## WHAT TO DO
Could you please repeat all of the entries exactly as written?

## INFORMATION SHOWN
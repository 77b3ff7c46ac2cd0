pub mod m160;
pub mod secp160r1;
pub mod tiny;
use thiserror::Error;

/// Failures surfaced by field operations.
#[derive(Debug, Error, Clone, Copy, PartialEq, Eq)]
pub enum FieldError {
    /// The zero element has no multiplicative inverse.
    #[error("inverse of zero is undefined")]
    UndefinedInverse,
}
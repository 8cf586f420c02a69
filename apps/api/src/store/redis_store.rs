use async_trait::async_trait;
use redis::aio::MultiplexedConnection;
use redis::AsyncCommands;
use tracing::{debug, info};
use uuid::Uuid;

use crate::models::profile::Profile;
use crate::store::{decode, encode, slot_key, ProfileStore, StoreError};

/// Redis-backed store. One string key per session slot, no expiry.
#[derive(Clone)]
pub struct RedisProfileStore {
    conn: MultiplexedConnection,
}

impl RedisProfileStore {
    pub async fn connect(redis_url: &str) -> Result<Self, StoreError> {
        let client = redis::Client::open(redis_url)?;
        let conn = client.get_multiplexed_async_connection().await?;
        info!("Redis profile store connected");
        Ok(Self { conn })
    }
}

#[async_trait]
impl ProfileStore for RedisProfileStore {
    async fn get(&self, session: Uuid) -> Result<Option<Profile>, StoreError> {
        let key = slot_key(session);
        let mut conn = self.conn.clone();
        let raw: Option<String> = conn.get(&key).await?;
        raw.map(|raw| decode(&key, &raw)).transpose()
    }

    async fn set(&self, session: Uuid, profile: &Profile) -> Result<(), StoreError> {
        let key = slot_key(session);
        let raw = encode(profile)?;
        let mut conn = self.conn.clone();
        conn.set::<_, _, ()>(&key, raw).await?;
        debug!("Wrote profile slot {key}");
        Ok(())
    }

    async fn clear(&self, session: Uuid) -> Result<(), StoreError> {
        let mut conn = self.conn.clone();
        conn.del::<_, ()>(slot_key(session)).await?;
        Ok(())
    }

    fn backend(&self) -> &'static str {
        "redis"
    }
}
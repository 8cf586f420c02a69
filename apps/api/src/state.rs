use std::sync::Arc;

use crate::config::Config;
use crate::store::ProfileStore;

/// Shared application state injected into all route handlers via Axum extractors.
#[derive(Clone)]
pub struct AppState {
    /// Per-session profile slot. Redis when `REDIS_URL` is set, memory otherwise.
    pub profiles: Arc<dyn ProfileStore>,
    pub config: Config,
}
//! Canned announcements shown in the notification feed. Read-only.

use chrono::Duration;

use crate::models::notification::{Notification, NotificationFeed, NotificationKind};

struct NotificationSeed {
    id: u32,
    title: &'static str,
    message: &'static str,
    kind: NotificationKind,
    urgent: bool,
    age_hours: i64,
    link: &'static str,
    location: Option<&'static str>,
    provider: Option<&'static str>,
}

const SEEDS: &[NotificationSeed] = &[
    NotificationSeed {
        id: 1,
        title: "New Govt Job for Health Assistant",
        message: "AIIMS Delhi is hiring Health Assistants. Apply by Sept 25, 2024.",
        kind: NotificationKind::Job,
        urgent: true,
        age_hours: 2,
        link: "https://aiims.edu/careers",
        location: Some("New Delhi"),
        provider: None,
    },
    NotificationSeed {
        id: 2,
        title: "Free Google Tech Certification",
        message: "Google Digital Marketing Fundamentals course is now available for free enrollment.",
        kind: NotificationKind::Certification,
        urgent: false,
        age_hours: 5,
        link: "https://skillshop.withgoogle.com",
        location: None,
        provider: Some("Google"),
    },
    NotificationSeed {
        id: 3,
        title: "Railways Hiring ITI Electricians",
        message: "Indian Railways is recruiting ITI qualified electricians this week. Don't miss out!",
        kind: NotificationKind::Job,
        urgent: true,
        age_hours: 24,
        link: "https://indianrailways.gov.in",
        location: Some("Various Locations"),
        provider: None,
    },
    NotificationSeed {
        id: 4,
        title: "Microsoft Azure Certification Discount",
        message: "Get 50% off on Microsoft Azure Fundamentals certification until month end.",
        kind: NotificationKind::Certification,
        urgent: false,
        age_hours: 48,
        link: "https://learn.microsoft.com",
        location: None,
        provider: Some("Microsoft"),
    },
    NotificationSeed {
        id: 5,
        title: "TCS Walk-in Interview",
        message: "TCS is conducting walk-in interviews for software developers in Bangalore.",
        kind: NotificationKind::Job,
        urgent: true,
        age_hours: 72,
        link: "https://careers.tcs.com",
        location: Some("Bangalore"),
        provider: None,
    },
];

/// The feed in seed order.
pub fn notification_feed() -> NotificationFeed {
    let notifications: Vec<Notification> = SEEDS
        .iter()
        .map(|seed| {
            let age = Duration::hours(seed.age_hours);
            Notification {
                id: seed.id,
                title: seed.title.to_string(),
                message: seed.message.to_string(),
                kind: seed.kind,
                urgent: seed.urgent,
                age_minutes: age.num_minutes(),
                time: relative_age(age),
                link: seed.link.to_string(),
                location: seed.location.map(str::to_string),
                provider: seed.provider.map(str::to_string),
            }
        })
        .collect();

    NotificationFeed {
        count: notifications.len(),
        notifications,
    }
}

/// "just now", "5 minutes ago", "1 hour ago", "3 days ago".
pub fn relative_age(age: Duration) -> String {
    let (n, unit) = if age.num_days() >= 1 {
        (age.num_days(), "day")
    } else if age.num_hours() >= 1 {
        (age.num_hours(), "hour")
    } else if age.num_minutes() >= 1 {
        (age.num_minutes(), "minute")
    } else {
        return "just now".to_string();
    };
    let plural = if n == 1 { "" } else { "s" };
    format!("{n} {unit}{plural} ago")
}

## TASK RESPONSE
repository 77b3ff7c46ac2cd0
pub mod m160;
pub mod secp160r1;
pub mod tiny;
use thiserror::Error;

/// Failures surfaced by field operations.
#[derive(Debug, Error, Clone, Copy, PartialEq, Eq)]
pub enum FieldError {
    /// The zero element has no multiplicative inverse.
    #[error("inverse of zero is undefined")]
    UndefinedInverse,
}
repository 8cf586f420c02a69
filename apps/api/src/store/redis_store.rs
use async_trait::async_trait;
use redis::aio::MultiplexedConnection;
use redis::AsyncCommands;
use tracing::{debug, info};
use uuid::Uuid;

use crate::models::profile::Profile;
use crate::store::{decode, encode, slot_key, ProfileStore, StoreError};

/// Redis-backed store. One string key per session slot, no expiry.
#[derive(Clone)]
pub struct RedisProfileStore {
    conn: MultiplexedConnection,
}

impl RedisProfileStore {
    pub async fn connect(redis_url: &str) -> Result<Self, StoreError> {
        let client = redis::Client::open(redis_url)?;
        let conn = client.get_multiplexed_async_connection().await?;
        info!("Redis profile store connected");
        Ok(Self { conn })
    }
}

#[async_trait]
impl ProfileStore for RedisProfileStore {
    async fn get(&self, session: Uuid) -> Result<Option<Profile>, StoreError> {
        let key = slot_key(session);
        let mut conn = self.conn.clone();
        let raw: Option<String> = conn.get(&key).await?;
        raw.map(|raw| decode(&key, &raw)).transpose()
    }

    async fn set(&self, session: Uuid, profile: &Profile) -> Result<(), StoreError> {
        let key = slot_key(session);
        let raw = encode(profile)?;
        let mut conn = self.conn.clone();
        conn.set::<_, _, ()>(&key, raw).await?;
        debug!("Wrote profile slot {key}");
        Ok(())
    }

    async fn clear(&self, session: Uuid) -> Result<(), StoreError> {
        let mut conn = self.conn.clone();
        conn.del::<_, ()>(slot_key(session)).await?;
        Ok(())
    }

    fn backend(&self) -> &'static str {
        "redis"
    }
}
repository 8cf586f420c02a69
filename apps/api/src/state.rs
use std::sync::Arc;

use crate::config::Config;
use crate::store::ProfileStore;

/// Shared application state injected into all route handlers via Axum extractors.
#[derive(Clone)]
pub struct AppState {
    /// Per-session profile slot. Redis when `REDIS_URL` is set, memory otherwise.
    pub profiles: Arc<dyn ProfileStore>,
    pub config: Config,
}
//! Canned announcements shown in the notification feed. Read-only.

use chrono::Duration;

use crate::models::notification::{Notification, NotificationFeed, NotificationKind};

struct NotificationSeed {
    id: u32,
    title: &'static str,
    message: &'static str,
    kind: NotificationKind,
    urgent: bool,
    age_hours: i64,
    link: &'static str,
    location: Option<&'static str>,
    provider: Option<&'static str>,
}

const SEEDS: &[NotificationSeed] = &[
    NotificationSeed {
        id: 1,
        title: "New Govt Job for Health Assistant",
        message: "AIIMS Delhi is hiring Health Assistants. Apply by Sept 25, 2024.",
        kind: NotificationKind::Job,
        urgent: true,
        age_hours: 2,
        link: "https://aiims.edu/careers",
        location: Some("New Delhi"),
        provider: None,
    },
    NotificationSeed {
        id: 2,
        title: "Free Google Tech Certification",
        message: "Google Digital Marketing Fundamentals course is now available for free enrollment.",
        kind: NotificationKind::Certification,
        urgent: false,
        age_hours: 5,
        link: "https://skillshop.withgoogle.com",
        location: None,
        provider: Some("Google"),
    },
    NotificationSeed {
        id: 3,
        title: "Railways Hiring ITI Electricians",
        message: "Indian Railways is recruiting ITI qualified electricians this week. Don't miss out!",
        kind: NotificationKind::Job,
        urgent: true,
        age_hours: 24,
        link: "https://indianrailways.gov.in",
        location: Some("Various Locations"),
        provider: None,
    },
    NotificationSeed {
        id: 4,
        title: "Microsoft Azure Certification Discount",
        message: "Get 50% off on Microsoft Azure Fundamentals certification until month end.",
        kind: NotificationKind::Certification,
        urgent: false,
        age_hours: 48,
        link: "https://learn.microsoft.com",
        location: None,
        provider: Some("Microsoft"),
    },
    NotificationSeed {
        id: 5,
        title: "TCS Walk-in Interview",
        message: "TCS is conducting walk-in interviews for software developers in Bangalore.",
        kind: NotificationKind::Job,
        urgent: true,
        age_hours: 72,
        link: "https://careers.tcs.com",
        location: Some("Bangalore"),
        provider: None,
    },
];

/// The feed in seed order.
pub fn notification_feed() -> NotificationFeed {
    let notifications: Vec<Notification> = SEEDS
        .iter()
        .map(|seed| {
            let age = Duration::hours(seed.age_hours);
            Notification {
                id: seed.id,
                title: seed.title.to_string(),
                message: seed.message.to_string(),
                kind: seed.kind,
                urgent: seed.urgent,
                age_minutes: age.num_minutes(),
                time: relative_age(age),
                link: seed.link.to_string(),
                location: seed.location.map(str::to_string),
                provider: seed.provider.map(str::to_string),
            }
        })
        .collect();

    NotificationFeed {
        count: notifications.len(),
        notifications,
    }
}

/// "just now", "5 minutes ago", "1 hour ago", "3 days ago".
pub fn relative_age(age: Duration) -> String {
    let (n, unit) = if age.num_days() >= 1 {
        (age.num_days(), "day")
    } else if age.num_hours() >= 1 {
        (age.num_hours(), "hour")
    } else if age.num_minutes() >= 1 {
        (age.num_minutes(), "minute")
    } else {
        return "just now".to_string();
    };
    let plural = if n == 1 { "" } else { "s" };
    format!("{n} {unit}{plural} ago")
}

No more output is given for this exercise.